■ Input material ■

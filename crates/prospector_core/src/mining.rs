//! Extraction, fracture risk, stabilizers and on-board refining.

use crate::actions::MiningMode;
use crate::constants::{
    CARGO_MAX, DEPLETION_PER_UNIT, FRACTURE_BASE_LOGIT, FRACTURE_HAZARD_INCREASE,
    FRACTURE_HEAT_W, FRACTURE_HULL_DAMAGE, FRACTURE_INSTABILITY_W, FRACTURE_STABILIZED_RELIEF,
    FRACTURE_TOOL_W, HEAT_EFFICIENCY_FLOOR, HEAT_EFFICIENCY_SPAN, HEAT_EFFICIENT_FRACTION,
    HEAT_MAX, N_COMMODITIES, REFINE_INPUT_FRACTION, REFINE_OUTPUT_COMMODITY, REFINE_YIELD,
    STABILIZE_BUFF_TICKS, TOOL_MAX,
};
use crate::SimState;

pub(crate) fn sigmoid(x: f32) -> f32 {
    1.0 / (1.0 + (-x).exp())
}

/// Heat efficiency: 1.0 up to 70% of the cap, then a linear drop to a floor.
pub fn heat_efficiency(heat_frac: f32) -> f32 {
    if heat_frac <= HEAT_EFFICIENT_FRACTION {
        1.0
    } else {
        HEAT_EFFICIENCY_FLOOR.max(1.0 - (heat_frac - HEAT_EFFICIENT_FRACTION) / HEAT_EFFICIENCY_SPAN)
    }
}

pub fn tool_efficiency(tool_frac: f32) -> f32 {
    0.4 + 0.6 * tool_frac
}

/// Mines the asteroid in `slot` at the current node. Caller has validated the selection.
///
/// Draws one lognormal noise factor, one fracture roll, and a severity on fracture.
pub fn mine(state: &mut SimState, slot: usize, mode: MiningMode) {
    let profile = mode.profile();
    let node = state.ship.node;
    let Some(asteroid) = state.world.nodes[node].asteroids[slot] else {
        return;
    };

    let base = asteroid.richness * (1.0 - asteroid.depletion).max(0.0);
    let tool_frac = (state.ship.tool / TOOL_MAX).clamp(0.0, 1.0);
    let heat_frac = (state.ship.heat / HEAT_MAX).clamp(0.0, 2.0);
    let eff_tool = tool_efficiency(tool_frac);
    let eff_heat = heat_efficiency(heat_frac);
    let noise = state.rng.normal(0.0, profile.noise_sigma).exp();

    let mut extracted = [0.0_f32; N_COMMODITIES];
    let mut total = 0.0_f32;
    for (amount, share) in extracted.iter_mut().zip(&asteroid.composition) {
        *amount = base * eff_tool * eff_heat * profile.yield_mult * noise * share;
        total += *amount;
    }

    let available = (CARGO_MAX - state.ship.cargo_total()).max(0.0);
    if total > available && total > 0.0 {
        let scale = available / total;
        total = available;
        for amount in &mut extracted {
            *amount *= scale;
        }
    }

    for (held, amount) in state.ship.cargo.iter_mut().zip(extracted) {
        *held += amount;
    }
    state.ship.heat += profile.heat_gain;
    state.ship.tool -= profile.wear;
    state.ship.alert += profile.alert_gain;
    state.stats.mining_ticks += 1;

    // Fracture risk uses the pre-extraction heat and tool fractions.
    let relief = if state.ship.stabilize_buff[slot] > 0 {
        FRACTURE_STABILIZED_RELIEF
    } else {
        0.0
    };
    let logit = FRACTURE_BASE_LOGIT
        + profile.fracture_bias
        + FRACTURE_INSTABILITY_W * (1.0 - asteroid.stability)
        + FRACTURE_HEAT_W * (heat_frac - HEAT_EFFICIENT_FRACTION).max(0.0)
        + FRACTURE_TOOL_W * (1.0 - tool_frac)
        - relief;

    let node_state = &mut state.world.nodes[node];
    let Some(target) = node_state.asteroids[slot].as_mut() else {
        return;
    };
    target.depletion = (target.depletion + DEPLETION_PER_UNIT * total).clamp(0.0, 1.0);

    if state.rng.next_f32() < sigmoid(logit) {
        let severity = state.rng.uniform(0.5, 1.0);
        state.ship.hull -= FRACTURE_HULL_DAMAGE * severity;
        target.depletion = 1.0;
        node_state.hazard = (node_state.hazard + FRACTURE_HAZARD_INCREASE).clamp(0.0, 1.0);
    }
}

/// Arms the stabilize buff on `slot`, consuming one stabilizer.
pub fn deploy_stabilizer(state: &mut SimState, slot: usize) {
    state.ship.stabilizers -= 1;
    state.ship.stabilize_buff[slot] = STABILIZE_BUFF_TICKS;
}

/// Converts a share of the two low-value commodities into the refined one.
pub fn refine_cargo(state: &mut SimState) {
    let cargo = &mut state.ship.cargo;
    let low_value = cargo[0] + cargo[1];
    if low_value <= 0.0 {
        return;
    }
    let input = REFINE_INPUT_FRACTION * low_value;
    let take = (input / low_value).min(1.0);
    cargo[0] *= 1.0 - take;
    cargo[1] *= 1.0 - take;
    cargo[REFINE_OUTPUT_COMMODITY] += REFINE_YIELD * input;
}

■ About this task ■
Which lines hold the word "scale"? Return all of them from the records above.

■ Solved exercise ■
        let scale = available / total;
            *amount *= scale;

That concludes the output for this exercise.